◆ PROMPT
From the listing below, copy only the lines running from the line that contains "pub enum SearchMode" to the line that contains "move may use.", both included.

[RECORDS]

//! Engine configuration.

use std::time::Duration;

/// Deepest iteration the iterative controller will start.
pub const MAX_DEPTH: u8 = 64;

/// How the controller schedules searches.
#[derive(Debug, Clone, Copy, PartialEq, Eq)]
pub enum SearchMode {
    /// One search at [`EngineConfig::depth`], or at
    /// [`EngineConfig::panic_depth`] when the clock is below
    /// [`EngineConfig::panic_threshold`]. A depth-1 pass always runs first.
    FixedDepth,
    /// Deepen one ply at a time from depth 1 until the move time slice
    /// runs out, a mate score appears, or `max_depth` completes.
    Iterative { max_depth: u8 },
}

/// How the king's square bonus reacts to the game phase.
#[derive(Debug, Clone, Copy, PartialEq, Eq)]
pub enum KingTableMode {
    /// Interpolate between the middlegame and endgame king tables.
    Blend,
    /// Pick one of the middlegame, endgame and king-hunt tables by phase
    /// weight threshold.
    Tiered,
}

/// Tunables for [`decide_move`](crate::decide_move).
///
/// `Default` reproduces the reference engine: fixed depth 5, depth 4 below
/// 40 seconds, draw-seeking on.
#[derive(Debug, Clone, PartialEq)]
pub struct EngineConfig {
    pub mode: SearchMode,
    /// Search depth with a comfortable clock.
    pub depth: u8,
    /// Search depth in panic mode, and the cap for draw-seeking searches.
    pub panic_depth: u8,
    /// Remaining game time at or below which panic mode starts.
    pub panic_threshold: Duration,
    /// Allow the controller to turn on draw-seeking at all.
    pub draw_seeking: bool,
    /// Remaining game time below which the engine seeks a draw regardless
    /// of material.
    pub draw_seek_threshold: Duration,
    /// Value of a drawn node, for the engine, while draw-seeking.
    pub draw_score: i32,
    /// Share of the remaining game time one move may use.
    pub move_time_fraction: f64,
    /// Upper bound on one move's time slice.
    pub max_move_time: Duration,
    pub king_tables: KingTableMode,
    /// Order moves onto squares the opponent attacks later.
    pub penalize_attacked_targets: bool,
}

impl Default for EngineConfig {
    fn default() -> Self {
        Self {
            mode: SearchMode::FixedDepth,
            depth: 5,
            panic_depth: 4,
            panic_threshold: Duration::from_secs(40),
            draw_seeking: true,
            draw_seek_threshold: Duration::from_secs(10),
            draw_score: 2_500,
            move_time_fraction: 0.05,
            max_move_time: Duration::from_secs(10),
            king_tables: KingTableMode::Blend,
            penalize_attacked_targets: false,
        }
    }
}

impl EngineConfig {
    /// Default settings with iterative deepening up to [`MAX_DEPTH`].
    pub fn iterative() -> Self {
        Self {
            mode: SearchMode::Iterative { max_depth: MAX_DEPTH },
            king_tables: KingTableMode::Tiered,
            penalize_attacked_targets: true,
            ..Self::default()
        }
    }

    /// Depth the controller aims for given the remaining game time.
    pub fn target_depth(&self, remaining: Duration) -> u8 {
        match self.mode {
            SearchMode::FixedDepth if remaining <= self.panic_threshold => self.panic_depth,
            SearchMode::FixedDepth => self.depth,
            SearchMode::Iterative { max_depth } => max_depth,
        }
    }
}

[/RECORDS]
[RECORDS]

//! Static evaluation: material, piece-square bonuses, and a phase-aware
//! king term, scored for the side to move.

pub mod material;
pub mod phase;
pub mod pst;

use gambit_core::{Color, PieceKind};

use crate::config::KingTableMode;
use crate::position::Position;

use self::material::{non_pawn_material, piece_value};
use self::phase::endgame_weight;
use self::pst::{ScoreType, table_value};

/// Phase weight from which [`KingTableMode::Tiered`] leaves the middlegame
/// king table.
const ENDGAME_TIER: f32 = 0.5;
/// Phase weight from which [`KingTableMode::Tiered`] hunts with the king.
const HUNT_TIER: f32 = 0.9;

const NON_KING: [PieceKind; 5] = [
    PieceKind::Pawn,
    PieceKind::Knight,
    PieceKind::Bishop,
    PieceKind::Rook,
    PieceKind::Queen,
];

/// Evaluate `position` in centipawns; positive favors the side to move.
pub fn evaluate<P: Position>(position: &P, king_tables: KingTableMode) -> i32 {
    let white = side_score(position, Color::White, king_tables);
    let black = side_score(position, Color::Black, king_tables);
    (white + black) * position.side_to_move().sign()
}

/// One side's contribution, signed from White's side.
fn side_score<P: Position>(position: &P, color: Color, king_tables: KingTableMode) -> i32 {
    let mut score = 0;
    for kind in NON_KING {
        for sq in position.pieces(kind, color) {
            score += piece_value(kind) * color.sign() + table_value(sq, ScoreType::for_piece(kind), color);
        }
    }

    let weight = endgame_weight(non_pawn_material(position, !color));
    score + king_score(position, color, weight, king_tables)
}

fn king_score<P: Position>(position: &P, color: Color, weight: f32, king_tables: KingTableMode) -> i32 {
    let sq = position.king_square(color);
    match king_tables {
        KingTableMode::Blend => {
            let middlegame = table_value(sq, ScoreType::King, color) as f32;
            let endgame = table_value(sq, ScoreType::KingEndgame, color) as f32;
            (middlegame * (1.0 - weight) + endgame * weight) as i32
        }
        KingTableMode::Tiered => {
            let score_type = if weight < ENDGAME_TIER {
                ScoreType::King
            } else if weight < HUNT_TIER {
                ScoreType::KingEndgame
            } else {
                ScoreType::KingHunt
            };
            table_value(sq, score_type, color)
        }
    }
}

[/RECORDS]

◆ EXPECTED ANSWER
pub enum SearchMode {
    /// One search at [`EngineConfig::depth`], or at
    /// [`EngineConfig::panic_depth`] when the clock is below
    /// [`EngineConfig::panic_threshold`]. A depth-1 pass always runs first.
    FixedDepth,
    /// Deepen one ply at a time from depth 1 until the move time slice
    /// runs out, a mate score appears, or `max_depth` completes.
    Iterative { max_depth: u8 },
}

/// How the king's square bonus reacts to the game phase.
#[derive(Debug, Clone, Copy, PartialEq, Eq)]
pub enum KingTableMode {
    /// Interpolate between the middlegame and endgame king tables.
    Blend,
    /// Pick one of the middlegame, endgame and king-hunt tables by phase
    /// weight threshold.
    Tiered,
}

/// Tunables for [`decide_move`](crate::decide_move).
///
/// `Default` reproduces the reference engine: fixed depth 5, depth 4 below
/// 40 seconds, draw-seeking on.
#[derive(Debug, Clone, PartialEq)]
pub struct EngineConfig {
    pub mode: SearchMode,
    /// Search depth with a comfortable clock.
    pub depth: u8,
    /// Search depth in panic mode, and the cap for draw-seeking searches.
    pub panic_depth: u8,
    /// Remaining game time at or below which panic mode starts.
    pub panic_threshold: Duration,
    /// Allow the controller to turn on draw-seeking at all.
    pub draw_seeking: bool,
    /// Remaining game time below which the engine seeks a draw regardless
    /// of material.
    pub draw_seek_threshold: Duration,
    /// Value of a drawn node, for the engine, while draw-seeking.
    pub draw_score: i32,
    /// Share of the remaining game time one move may use.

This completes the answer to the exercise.